[MATERIAL TO PROCESS — start]
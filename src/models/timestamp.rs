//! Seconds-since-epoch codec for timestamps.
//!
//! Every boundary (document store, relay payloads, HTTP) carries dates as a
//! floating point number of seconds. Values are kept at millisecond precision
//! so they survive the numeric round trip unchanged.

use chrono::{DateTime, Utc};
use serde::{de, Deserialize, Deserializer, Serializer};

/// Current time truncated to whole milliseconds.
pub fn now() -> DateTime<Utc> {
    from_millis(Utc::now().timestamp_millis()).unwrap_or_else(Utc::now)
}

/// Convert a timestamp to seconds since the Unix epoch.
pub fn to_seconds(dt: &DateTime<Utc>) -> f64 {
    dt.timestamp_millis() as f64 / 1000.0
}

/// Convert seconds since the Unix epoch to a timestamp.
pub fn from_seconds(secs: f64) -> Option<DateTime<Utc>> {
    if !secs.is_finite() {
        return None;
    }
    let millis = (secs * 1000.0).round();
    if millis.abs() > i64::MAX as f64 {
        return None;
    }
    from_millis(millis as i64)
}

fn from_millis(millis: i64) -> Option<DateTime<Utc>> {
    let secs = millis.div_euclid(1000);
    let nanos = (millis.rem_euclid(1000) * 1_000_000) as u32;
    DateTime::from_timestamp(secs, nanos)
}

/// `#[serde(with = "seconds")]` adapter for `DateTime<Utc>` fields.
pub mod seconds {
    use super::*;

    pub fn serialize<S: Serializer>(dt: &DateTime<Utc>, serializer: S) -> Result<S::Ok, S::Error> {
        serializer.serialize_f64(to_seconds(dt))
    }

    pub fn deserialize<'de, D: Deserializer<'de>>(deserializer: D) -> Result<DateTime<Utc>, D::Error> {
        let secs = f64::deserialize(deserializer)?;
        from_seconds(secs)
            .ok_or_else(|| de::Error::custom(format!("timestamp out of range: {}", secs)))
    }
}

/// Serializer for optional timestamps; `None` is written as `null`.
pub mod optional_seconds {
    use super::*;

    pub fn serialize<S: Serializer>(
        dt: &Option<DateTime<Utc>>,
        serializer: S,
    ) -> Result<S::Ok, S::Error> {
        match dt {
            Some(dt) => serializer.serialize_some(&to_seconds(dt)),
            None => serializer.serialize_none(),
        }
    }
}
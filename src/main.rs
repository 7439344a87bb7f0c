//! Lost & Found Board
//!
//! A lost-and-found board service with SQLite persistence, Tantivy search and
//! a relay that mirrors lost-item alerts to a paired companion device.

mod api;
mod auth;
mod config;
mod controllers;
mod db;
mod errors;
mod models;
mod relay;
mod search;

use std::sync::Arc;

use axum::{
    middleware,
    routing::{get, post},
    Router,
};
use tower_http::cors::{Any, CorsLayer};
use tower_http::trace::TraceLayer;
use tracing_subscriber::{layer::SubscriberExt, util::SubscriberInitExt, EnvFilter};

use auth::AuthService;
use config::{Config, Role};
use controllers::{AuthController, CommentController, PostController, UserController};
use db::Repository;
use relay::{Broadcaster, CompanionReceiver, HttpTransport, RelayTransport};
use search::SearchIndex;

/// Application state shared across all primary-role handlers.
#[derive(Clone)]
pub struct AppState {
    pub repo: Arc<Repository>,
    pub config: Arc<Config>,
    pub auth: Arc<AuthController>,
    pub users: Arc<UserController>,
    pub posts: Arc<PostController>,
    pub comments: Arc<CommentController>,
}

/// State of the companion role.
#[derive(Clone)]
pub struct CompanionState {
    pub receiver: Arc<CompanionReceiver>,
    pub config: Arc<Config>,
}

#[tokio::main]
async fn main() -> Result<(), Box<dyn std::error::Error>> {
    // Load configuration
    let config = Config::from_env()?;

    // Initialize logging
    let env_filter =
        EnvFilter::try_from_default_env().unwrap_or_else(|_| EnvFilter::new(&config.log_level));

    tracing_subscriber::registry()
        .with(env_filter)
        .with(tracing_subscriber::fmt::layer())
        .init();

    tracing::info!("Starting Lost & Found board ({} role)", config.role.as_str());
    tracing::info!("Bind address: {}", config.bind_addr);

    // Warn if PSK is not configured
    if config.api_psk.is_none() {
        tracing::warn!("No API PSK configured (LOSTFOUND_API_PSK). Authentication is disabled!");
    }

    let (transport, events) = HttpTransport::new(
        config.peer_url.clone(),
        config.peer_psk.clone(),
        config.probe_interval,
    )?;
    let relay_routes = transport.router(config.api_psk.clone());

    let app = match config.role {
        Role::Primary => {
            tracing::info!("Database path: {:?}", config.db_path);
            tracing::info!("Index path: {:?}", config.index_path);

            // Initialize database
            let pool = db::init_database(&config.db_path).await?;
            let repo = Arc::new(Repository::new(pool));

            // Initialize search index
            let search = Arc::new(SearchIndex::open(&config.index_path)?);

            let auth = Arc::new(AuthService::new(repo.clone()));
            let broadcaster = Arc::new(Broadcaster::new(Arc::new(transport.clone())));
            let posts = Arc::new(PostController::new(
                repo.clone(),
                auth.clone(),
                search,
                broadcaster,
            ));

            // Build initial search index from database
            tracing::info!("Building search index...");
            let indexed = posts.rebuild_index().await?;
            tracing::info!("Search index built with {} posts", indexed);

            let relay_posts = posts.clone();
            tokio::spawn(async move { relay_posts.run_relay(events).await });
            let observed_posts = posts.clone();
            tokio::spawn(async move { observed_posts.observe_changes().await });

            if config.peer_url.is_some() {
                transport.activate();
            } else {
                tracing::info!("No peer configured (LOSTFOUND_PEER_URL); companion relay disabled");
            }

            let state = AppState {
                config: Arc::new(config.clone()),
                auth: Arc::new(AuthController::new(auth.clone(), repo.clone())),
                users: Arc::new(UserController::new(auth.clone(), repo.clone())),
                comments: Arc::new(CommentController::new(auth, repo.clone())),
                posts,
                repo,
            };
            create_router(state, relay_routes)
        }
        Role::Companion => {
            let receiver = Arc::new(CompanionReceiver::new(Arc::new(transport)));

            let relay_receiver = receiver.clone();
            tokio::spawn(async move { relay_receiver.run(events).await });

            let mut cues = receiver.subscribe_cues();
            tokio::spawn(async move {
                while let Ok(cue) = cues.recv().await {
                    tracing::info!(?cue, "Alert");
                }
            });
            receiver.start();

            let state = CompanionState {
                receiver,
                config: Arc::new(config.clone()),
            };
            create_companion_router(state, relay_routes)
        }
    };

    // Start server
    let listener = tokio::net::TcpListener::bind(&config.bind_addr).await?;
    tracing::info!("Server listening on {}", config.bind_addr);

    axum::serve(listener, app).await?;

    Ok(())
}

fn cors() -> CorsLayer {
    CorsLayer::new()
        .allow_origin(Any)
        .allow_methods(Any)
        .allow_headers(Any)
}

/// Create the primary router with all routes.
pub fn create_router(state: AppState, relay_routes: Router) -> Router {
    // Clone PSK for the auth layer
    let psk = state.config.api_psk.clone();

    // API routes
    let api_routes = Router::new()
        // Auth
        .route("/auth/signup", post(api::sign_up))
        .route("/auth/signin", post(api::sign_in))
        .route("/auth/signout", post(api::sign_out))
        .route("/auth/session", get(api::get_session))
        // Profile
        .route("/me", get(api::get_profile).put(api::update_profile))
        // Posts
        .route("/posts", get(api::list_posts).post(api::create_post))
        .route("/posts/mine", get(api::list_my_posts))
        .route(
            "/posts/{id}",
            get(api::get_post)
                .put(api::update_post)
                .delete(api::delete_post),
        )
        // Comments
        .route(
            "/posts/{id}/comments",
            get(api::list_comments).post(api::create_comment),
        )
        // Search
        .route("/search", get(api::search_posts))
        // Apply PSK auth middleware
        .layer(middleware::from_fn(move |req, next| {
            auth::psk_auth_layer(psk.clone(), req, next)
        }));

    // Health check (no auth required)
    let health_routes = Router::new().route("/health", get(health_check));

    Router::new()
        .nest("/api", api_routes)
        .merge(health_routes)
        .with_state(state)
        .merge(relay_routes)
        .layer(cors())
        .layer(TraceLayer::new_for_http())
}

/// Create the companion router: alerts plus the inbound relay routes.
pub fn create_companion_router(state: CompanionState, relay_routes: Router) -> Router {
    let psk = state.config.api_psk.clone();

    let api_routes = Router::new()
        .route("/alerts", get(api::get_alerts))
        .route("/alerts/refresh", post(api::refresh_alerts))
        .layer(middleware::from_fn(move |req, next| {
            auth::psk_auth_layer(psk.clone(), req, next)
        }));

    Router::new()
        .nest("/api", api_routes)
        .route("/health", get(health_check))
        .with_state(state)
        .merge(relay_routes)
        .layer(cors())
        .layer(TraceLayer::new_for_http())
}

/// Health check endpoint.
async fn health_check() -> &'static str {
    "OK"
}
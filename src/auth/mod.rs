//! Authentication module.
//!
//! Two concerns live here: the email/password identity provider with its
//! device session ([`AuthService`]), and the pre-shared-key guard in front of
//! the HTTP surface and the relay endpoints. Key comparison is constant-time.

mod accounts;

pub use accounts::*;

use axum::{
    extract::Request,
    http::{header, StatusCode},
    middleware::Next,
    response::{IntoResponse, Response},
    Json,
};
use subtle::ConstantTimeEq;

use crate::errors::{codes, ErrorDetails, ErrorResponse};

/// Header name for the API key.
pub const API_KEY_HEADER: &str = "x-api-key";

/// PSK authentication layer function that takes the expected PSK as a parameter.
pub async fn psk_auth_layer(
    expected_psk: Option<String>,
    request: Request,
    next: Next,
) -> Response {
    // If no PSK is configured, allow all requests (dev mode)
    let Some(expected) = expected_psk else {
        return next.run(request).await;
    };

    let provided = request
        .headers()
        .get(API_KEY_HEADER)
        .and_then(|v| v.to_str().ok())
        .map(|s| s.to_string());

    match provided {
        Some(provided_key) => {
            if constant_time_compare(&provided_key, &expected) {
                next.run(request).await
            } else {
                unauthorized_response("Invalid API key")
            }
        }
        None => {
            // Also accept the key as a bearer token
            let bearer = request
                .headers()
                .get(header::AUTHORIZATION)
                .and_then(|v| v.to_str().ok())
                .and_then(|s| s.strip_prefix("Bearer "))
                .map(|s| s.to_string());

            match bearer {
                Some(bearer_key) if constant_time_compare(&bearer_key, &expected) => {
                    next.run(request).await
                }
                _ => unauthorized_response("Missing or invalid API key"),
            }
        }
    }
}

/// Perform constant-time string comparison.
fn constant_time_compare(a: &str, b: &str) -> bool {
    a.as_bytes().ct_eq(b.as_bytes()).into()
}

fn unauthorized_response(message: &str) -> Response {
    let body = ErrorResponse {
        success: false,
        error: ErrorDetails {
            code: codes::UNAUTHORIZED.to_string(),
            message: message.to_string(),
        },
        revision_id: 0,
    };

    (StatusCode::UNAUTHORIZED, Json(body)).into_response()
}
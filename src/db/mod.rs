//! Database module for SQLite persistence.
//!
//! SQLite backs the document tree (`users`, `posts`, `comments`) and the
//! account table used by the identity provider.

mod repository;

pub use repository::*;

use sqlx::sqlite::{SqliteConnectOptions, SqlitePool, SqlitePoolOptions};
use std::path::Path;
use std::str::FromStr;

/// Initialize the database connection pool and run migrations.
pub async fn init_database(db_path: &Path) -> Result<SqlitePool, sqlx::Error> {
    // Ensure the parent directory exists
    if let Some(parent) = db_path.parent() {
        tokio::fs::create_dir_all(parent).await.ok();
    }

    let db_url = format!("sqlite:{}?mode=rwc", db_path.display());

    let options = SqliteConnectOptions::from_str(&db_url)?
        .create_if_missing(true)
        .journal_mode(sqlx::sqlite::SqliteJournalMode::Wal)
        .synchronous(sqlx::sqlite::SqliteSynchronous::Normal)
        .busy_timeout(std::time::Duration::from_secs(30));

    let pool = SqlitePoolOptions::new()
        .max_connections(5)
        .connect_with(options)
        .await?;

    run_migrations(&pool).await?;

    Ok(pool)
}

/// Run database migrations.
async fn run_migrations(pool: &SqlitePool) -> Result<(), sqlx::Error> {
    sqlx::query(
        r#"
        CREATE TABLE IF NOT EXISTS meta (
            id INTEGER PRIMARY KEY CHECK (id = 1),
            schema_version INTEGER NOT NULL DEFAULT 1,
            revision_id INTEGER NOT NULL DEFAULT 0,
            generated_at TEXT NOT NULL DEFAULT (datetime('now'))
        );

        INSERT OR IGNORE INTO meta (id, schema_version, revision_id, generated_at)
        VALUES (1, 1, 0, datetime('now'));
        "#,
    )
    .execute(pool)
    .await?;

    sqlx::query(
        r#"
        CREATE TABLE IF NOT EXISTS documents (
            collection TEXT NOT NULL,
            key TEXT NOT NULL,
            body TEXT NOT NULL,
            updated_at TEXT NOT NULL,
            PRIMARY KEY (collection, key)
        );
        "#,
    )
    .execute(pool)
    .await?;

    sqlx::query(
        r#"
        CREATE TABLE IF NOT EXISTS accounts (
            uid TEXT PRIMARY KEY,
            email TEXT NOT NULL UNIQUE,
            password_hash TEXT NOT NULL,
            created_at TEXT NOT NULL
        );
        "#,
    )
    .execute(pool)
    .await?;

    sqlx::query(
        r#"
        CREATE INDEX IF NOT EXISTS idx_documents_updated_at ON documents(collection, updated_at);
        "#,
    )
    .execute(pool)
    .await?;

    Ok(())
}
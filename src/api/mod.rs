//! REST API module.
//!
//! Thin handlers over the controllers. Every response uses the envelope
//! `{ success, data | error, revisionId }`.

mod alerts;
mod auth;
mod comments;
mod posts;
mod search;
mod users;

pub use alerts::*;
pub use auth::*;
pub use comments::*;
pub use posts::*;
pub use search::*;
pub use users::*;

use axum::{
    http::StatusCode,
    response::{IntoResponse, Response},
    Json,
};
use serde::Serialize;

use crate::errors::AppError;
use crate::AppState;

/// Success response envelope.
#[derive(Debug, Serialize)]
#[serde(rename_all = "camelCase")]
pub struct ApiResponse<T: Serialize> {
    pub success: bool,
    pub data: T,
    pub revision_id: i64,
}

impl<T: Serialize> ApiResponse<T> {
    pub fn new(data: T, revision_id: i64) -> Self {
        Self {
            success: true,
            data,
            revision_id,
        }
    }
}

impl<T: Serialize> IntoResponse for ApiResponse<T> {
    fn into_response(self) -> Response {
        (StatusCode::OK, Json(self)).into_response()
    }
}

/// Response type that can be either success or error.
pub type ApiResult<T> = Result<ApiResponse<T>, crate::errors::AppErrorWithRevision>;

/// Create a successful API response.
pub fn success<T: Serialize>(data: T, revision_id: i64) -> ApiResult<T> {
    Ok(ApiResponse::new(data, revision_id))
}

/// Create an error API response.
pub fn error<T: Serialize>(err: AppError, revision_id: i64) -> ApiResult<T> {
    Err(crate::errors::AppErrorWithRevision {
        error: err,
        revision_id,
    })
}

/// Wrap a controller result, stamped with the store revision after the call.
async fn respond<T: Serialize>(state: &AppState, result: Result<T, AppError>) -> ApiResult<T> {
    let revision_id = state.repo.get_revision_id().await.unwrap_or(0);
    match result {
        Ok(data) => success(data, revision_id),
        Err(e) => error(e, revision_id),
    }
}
[MATERIAL TO PROCESS — finish]
**PROMPT**
Every line above that has the string "provider" needs to be copied.

**RESULT OF THIS EXERCISE**
//! Two concerns live here: the email/password identity provider with its
//! account table used by the identity provider.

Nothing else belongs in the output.